**ASSIGNED TASK**
Search the records below for the string "struct", and report each line that contains it.
#### MATERIAL SUPPLIED
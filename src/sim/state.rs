//! Game state and core simulation types
//!
//! Everything a tick reads or writes lives in `GameState`, so two states built
//! from the same seed and fed the same inputs stay identical.

use glam::Vec2;
use rand_pcg::Pcg32;
use serde::{Deserialize, Serialize};

use super::enemy::{Enemy, EnemyState, EnemyType, FireState};
use super::grid::{Grid, Tile, grid_to_pixel};
use super::level::{LevelGenerator, LevelLayout, player_start};
use super::player::Player;
use super::rock::Rock;
use crate::Direction;
use crate::consts::*;
use crate::tuning::Tuning;

/// Points added for the n-th enemy one rock crushes
pub const CRUSH_SCORES: [u64; 8] = [1000, 1500, 1500, 2000, 2000, 2000, 2000, 3000];

/// Bonus prize values by spawn sequence (last entry repeats)
pub const BONUS_VALUES: [u64; 14] = [
    400, 600, 800, 1000, 1000, 2000, 2000, 3000, 3000, 4000, 5000, 6000, 7000, 8000,
];

/// Current phase of the game
#[derive(Debug, Clone, Copy, PartialEq, Serialize, Deserialize)]
pub enum GamePhase {
    /// Waiting for a start input
    Menu,
    /// Level banner before play begins
    Intro { timer: f32 },
    Playing,
    Paused,
    /// Player death animation running (or a rock still carrying the player)
    Dying,
    /// Delay between a lost life and the player reappearing
    Respawning { timer: f32 },
    /// All enemies gone; next level after a short delay
    LevelComplete { timer: f32 },
    GameOver,
}

/// RNG state wrapper for serialization
#[derive(Debug, Clone, Serialize, Deserialize)]
pub struct RngState {
    pub seed: u64,
    pub stream: u64,
}

impl RngState {
    pub fn new(seed: u64) -> Self {
        Self { seed, stream: 0 }
    }

    /// Generator for one use; every call gets its own stream
    pub fn next_rng(&mut self) -> Pcg32 {
        let rng = Pcg32::new(self.seed, self.stream);
        self.stream = self.stream.wrapping_add(1);
        rng
    }
}

/// Counters that span ticks but belong to a run or a level
#[derive(Debug, Clone, Serialize, Deserialize)]
pub struct Session {
    /// Rocks that started falling this level
    pub rocks_dropped: u32,
    /// Whether this level's bonus has appeared
    pub bonus_spawned: bool,
    /// Bonuses spawned this run (selects the prize)
    pub bonus_sequence: u32,
    /// Score at which the next extra life is awarded
    pub next_extra_life: u64,
    /// Time the board has had no rocks
    pub rock_respawn_timer: f32,
    /// Time a single enemy has been left alive
    pub survivor_timer: f32,
}

impl Default for Session {
    fn default() -> Self {
        Self {
            rocks_dropped: 0,
            bonus_spawned: false,
            bonus_sequence: 0,
            next_extra_life: EXTRA_LIFE_FIRST,
            rock_respawn_timer: 0.0,
            survivor_timer: 0.0,
        }
    }
}

impl Session {
    /// Clear the per-level counters; run-wide ones survive
    pub fn begin_level(&mut self) {
        self.rocks_dropped = 0;
        self.bonus_spawned = false;
        self.rock_respawn_timer = 0.0;
        self.survivor_timer = 0.0;
    }
}

/// A prize that sits at the player start until collected or expired
#[derive(Debug, Clone, Serialize, Deserialize)]
pub struct BonusItem {
    pub id: u32,
    pub pos: Vec2,
    /// Spawn sequence index this prize was drawn from
    pub index: u32,
    pub value: u64,
    pub ttl: f32,
}

/// Points popping up where they were earned
#[derive(Debug, Clone, Serialize, Deserialize)]
pub struct FloatingScore {
    pub pos: Vec2,
    pub value: u64,
    pub ttl: f32,
}

/// Notifications for the host, drained once per update
#[derive(Debug, Clone, Copy, PartialEq, Eq, Serialize, Deserialize)]
pub enum GameEvent {
    ScoreChanged { score: u64 },
    ExtraLife { lives: u8 },
    LevelStarted { level: u32 },
    LifeLost { lives: u8 },
    LevelComplete { level: u32 },
    GameOver { score: u64, level: u32 },
}

/// Complete game state (deterministic, serializable)
#[derive(Debug, Clone, Serialize, Deserialize)]
pub struct GameState {
    pub rng_state: RngState,
    pub tuning: Tuning,
    /// Current level (1-based)
    pub level: u32,
    pub lives: u8,
    pub score: u64,
    /// Simulation tick counter
    pub time_ticks: u64,
    pub phase: GamePhase,
    pub grid: Grid,
    pub player: Player,
    /// Sorted by id
    pub enemies: Vec<Enemy>,
    /// Sorted by id
    pub rocks: Vec<Rock>,
    pub bonuses: Vec<BonusItem>,
    pub floating_scores: Vec<FloatingScore>,
    pub session: Session,
    /// Layout the current level was built from (spawn tiles for respawn)
    pub layout: LevelLayout,
    #[serde(skip)]
    pub events: Vec<GameEvent>,
    next_id: u32,
}

impl GameState {
    pub fn new(seed: u64) -> Self {
        Self::with_tuning(seed, Tuning::default())
    }

    /// New state waiting in the menu
    pub fn with_tuning(seed: u64, tuning: Tuning) -> Self {
        let grid = Grid::default();
        let start = player_start(&grid);
        let player = Player::new(grid_to_pixel(start.0, start.1), tuning.player_speed);
        Self {
            rng_state: RngState::new(seed),
            tuning,
            level: 1,
            lives: STARTING_LIVES,
            score: 0,
            time_ticks: 0,
            phase: GamePhase::Menu,
            grid,
            player,
            enemies: Vec::new(),
            rocks: Vec::new(),
            bonuses: Vec::new(),
            floating_scores: Vec::new(),
            session: Session::default(),
            layout: LevelLayout {
                player_start: start,
                enemies: Vec::new(),
                rocks: Vec::new(),
            },
            events: Vec::new(),
            next_id: 1,
        }
    }

    /// Allocate a new entity ID
    pub fn next_entity_id(&mut self) -> u32 {
        let id = self.next_id;
        self.next_id += 1;
        id
    }

    /// Reset score and lives and start level 1 with its intro
    pub fn new_run(&mut self) {
        log::info!("New run (seed {})", self.rng_state.seed);
        self.score = 0;
        self.lives = STARTING_LIVES;
        self.level = 1;
        self.session = Session::default();
        self.start_level();
        self.phase = GamePhase::Intro { timer: 0.0 };
    }

    /// Generate the current level and populate every entity list
    pub fn start_level(&mut self) {
        self.session.begin_level();
        let rng = self.rng_state.next_rng();
        let layout = LevelGenerator::new(rng, &self.tuning).generate(&mut self.grid, self.level);

        let (col, row) = layout.player_start;
        self.player = Player::new(grid_to_pixel(col, row), self.tuning.player_speed);

        self.enemies.clear();
        for spawn in &layout.enemies {
            let id = self.next_entity_id();
            self.enemies
                .push(Enemy::new(id, spawn.kind, spawn.col, spawn.row, &self.grid));
        }
        self.rocks.clear();
        for &(col, row) in &layout.rocks {
            let id = self.next_entity_id();
            self.rocks.push(Rock::new(id, col, row));
        }
        self.bonuses.clear();
        self.floating_scores.clear();
        self.layout = layout;
        self.events.push(GameEvent::LevelStarted { level: self.level });
    }

    /// Start tile of the current level in pixels
    pub fn player_start_pos(&self) -> Vec2 {
        let (col, row) = self.layout.player_start;
        grid_to_pixel(col, row)
    }

    /// Put the player back at the start and send enemies home
    pub fn respawn_player(&mut self) {
        self.player = Player::respawned(self.player_start_pos(), self.tuning.player_speed);
        for enemy in &mut self.enemies {
            enemy.reset_to_spawn(&self.grid);
        }
        self.session.survivor_timer = 0.0;
    }

    /// Add points, with a floating indicator at `at` when given
    pub fn add_score(&mut self, points: u64, at: Option<Vec2>) {
        if points == 0 {
            return;
        }
        self.score += points;
        if let Some(pos) = at {
            self.floating_scores.push(FloatingScore {
                pos,
                value: points,
                ttl: FLOATING_SCORE_TTL,
            });
        }
        self.events.push(GameEvent::ScoreChanged { score: self.score });

        while self.score >= self.session.next_extra_life {
            self.session.next_extra_life += EXTRA_LIFE_INTERVAL;
            if self.lives < MAX_LIVES {
                self.lives += 1;
                log::info!("Extra life at {} ({} lives)", self.score, self.lives);
                self.events.push(GameEvent::ExtraLife { lives: self.lives });
            }
        }
    }

    /// Drop this level's bonus prize at the player start
    pub fn spawn_bonus(&mut self) {
        let index = self.session.bonus_sequence;
        let value = BONUS_VALUES[(index as usize).min(BONUS_VALUES.len() - 1)];
        let id = self.next_entity_id();
        self.bonuses.push(BonusItem {
            id,
            pos: self.player_start_pos(),
            index,
            value,
            ttl: BONUS_TTL,
        });
        self.session.bonus_sequence += 1;
        self.session.bonus_spawned = true;
        log::debug!("Bonus {index} ({value} points) spawned");
    }

    /// Take the pending host notifications
    pub fn drain_events(&mut self) -> Vec<GameEvent> {
        std::mem::take(&mut self.events)
    }

    /// Read-only view for renderers
    pub fn snapshot(&self) -> Snapshot {
        let player = &self.player;
        Snapshot {
            phase: self.phase,
            grid_width: self.grid.width(),
            grid_height: self.grid.height(),
            tiles: self.grid.tiles().to_vec(),
            player: PlayerView {
                pos: player.pos,
                facing: player.facing,
                sprite_facing: player.sprite_facing,
                moving: player.moving,
                digging: player.digging,
                pumping: player.is_pumping(),
                pump_endpoint: player.is_pumping().then(|| player.pump_endpoint()),
                dying: player.is_dying(),
                smooshed: player.is_smooshed(),
                invincible: player.is_invincible(),
            },
            enemies: self
                .enemies
                .iter()
                .map(|e| EnemyView {
                    id: e.id,
                    kind: e.enemy_type(),
                    pos: e.pos,
                    direction: e.direction,
                    ghosting: e.is_ghosting(),
                    inflation: e.inflation(),
                    smooshed: e.is_smooshed(),
                    escaping: e.state == EnemyState::Escaping,
                    fire: e.fire().map(|f| f.state),
                })
                .collect(),
            rocks: self
                .rocks
                .iter()
                .map(|r| RockView {
                    id: r.id,
                    pos: r.pos,
                    shaking: r.is_shaking(),
                    falling: r.is_falling(),
                    crumbling: r.is_crumbling(),
                })
                .collect(),
            bonuses: self.bonuses.clone(),
            floating_scores: self.floating_scores.clone(),
            score: self.score,
            lives: self.lives,
            level: self.level,
        }
    }
}

#[derive(Debug, Clone, Serialize, Deserialize)]
pub struct PlayerView {
    pub pos: Vec2,
    pub facing: Direction,
    pub sprite_facing: Direction,
    pub moving: bool,
    pub digging: bool,
    pub pumping: bool,
    pub pump_endpoint: Option<Vec2>,
    pub dying: bool,
    pub smooshed: bool,
    pub invincible: bool,
}

#[derive(Debug, Clone, Serialize, Deserialize)]
pub struct EnemyView {
    pub id: u32,
    pub kind: EnemyType,
    pub pos: Vec2,
    pub direction: Direction,
    pub ghosting: bool,
    /// 0 = normal size, 1 = about to pop
    pub inflation: f32,
    pub smooshed: bool,
    /// Running for the exit
    pub escaping: bool,
    /// Fygar only
    pub fire: Option<FireState>,
}

#[derive(Debug, Clone, Serialize, Deserialize)]
pub struct RockView {
    pub id: u32,
    pub pos: Vec2,
    pub shaking: bool,
    pub falling: bool,
    pub crumbling: bool,
}

/// Everything a renderer needs for one frame
#[derive(Debug, Clone, Serialize, Deserialize)]
pub struct Snapshot {
    pub phase: GamePhase,
    pub grid_width: usize,
    pub grid_height: usize,
    /// Row-major
    pub tiles: Vec<Tile>,
    pub player: PlayerView,
    pub enemies: Vec<EnemyView>,
    pub rocks: Vec<RockView>,
    pub bonuses: Vec<BonusItem>,
    pub floating_scores: Vec<FloatingScore>,
    pub score: u64,
    pub lives: u8,
    pub level: u32,
}

#[cfg(test)]
mod tests {
    use super::*;

    #[test]
    fn test_new_state_waits_in_menu() {
        let state = GameState::new(1);
        assert_eq!(state.phase, GamePhase::Menu);
        assert!(state.enemies.is_empty());
        assert_eq!(state.lives, STARTING_LIVES);
    }

    #[test]
    fn test_new_run_populates_level() {
        let mut state = GameState::new(42);
        state.new_run();
        assert_eq!(state.phase, GamePhase::Intro { timer: 0.0 });
        assert!(state.enemies.len() >= 3);
        assert!(state.rocks.len() >= 3);
        for rock in &state.rocks {
            assert!(state.grid.is_rock(rock.col, rock.row));
        }
        assert!(state.drain_events().contains(&GameEvent::LevelStarted { level: 1 }));
    }

    #[test]
    fn test_rng_streams_differ() {
        use rand::Rng;
        let mut rng_state = RngState::new(7);
        let a: u64 = rng_state.next_rng().random();
        let b: u64 = rng_state.next_rng().random();
        assert_ne!(a, b);
        assert_eq!(rng_state.stream, 2);
    }

    #[test]
    fn test_extra_life_thresholds() {
        let mut state = GameState::new(1);
        state.add_score(9_990, None);
        assert_eq!(state.lives, STARTING_LIVES);
        state.add_score(10, None);
        assert_eq!(state.lives, STARTING_LIVES + 1);
        assert_eq!(state.session.next_extra_life, 50_000);
        state.add_score(40_000, None);
        assert_eq!(state.lives, STARTING_LIVES + 2);
    }

    #[test]
    fn test_lives_capped() {
        let mut state = GameState::new(1);
        state.lives = MAX_LIVES;
        state.add_score(10_000, None);
        assert_eq!(state.lives, MAX_LIVES);
    }

    #[test]
    fn test_score_spawns_floating_indicator() {
        let mut state = GameState::new(1);
        state.add_score(DIG_SCORE, None);
        assert!(state.floating_scores.is_empty());
        state.add_score(200, Some(Vec2::new(64.0, 96.0)));
        assert_eq!(state.floating_scores.len(), 1);
        assert_eq!(state.floating_scores[0].value, 200);
        let events = state.drain_events();
        assert_eq!(events.last(), Some(&GameEvent::ScoreChanged { score: 210 }));
    }

    #[test]
    fn test_bonus_values_saturate() {
        let mut state = GameState::new(1);
        state.session.bonus_sequence = 40;
        state.spawn_bonus();
        assert_eq!(state.bonuses[0].value, 8000);
        assert!(state.session.bonus_spawned);
        assert_eq!(state.bonuses[0].pos, state.player_start_pos());
    }

    #[test]
    fn test_snapshot_serializes() {
        let mut state = GameState::new(3);
        state.new_run();
        let snapshot = state.snapshot();
        assert_eq!(snapshot.tiles.len(), GRID_WIDTH * GRID_HEIGHT);
        assert_eq!(snapshot.enemies.len(), state.enemies.len());
        let json = serde_json::to_string(&snapshot).unwrap();
        assert!(json.contains("\"level\":1"));
    }
}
########
**EXERCISE ANSWER**
pub struct RngState {
pub struct Session {
pub struct BonusItem {
pub struct FloatingScore {
pub struct GameState {
pub struct PlayerView {
pub struct EnemyView {
pub struct RockView {
pub struct Snapshot {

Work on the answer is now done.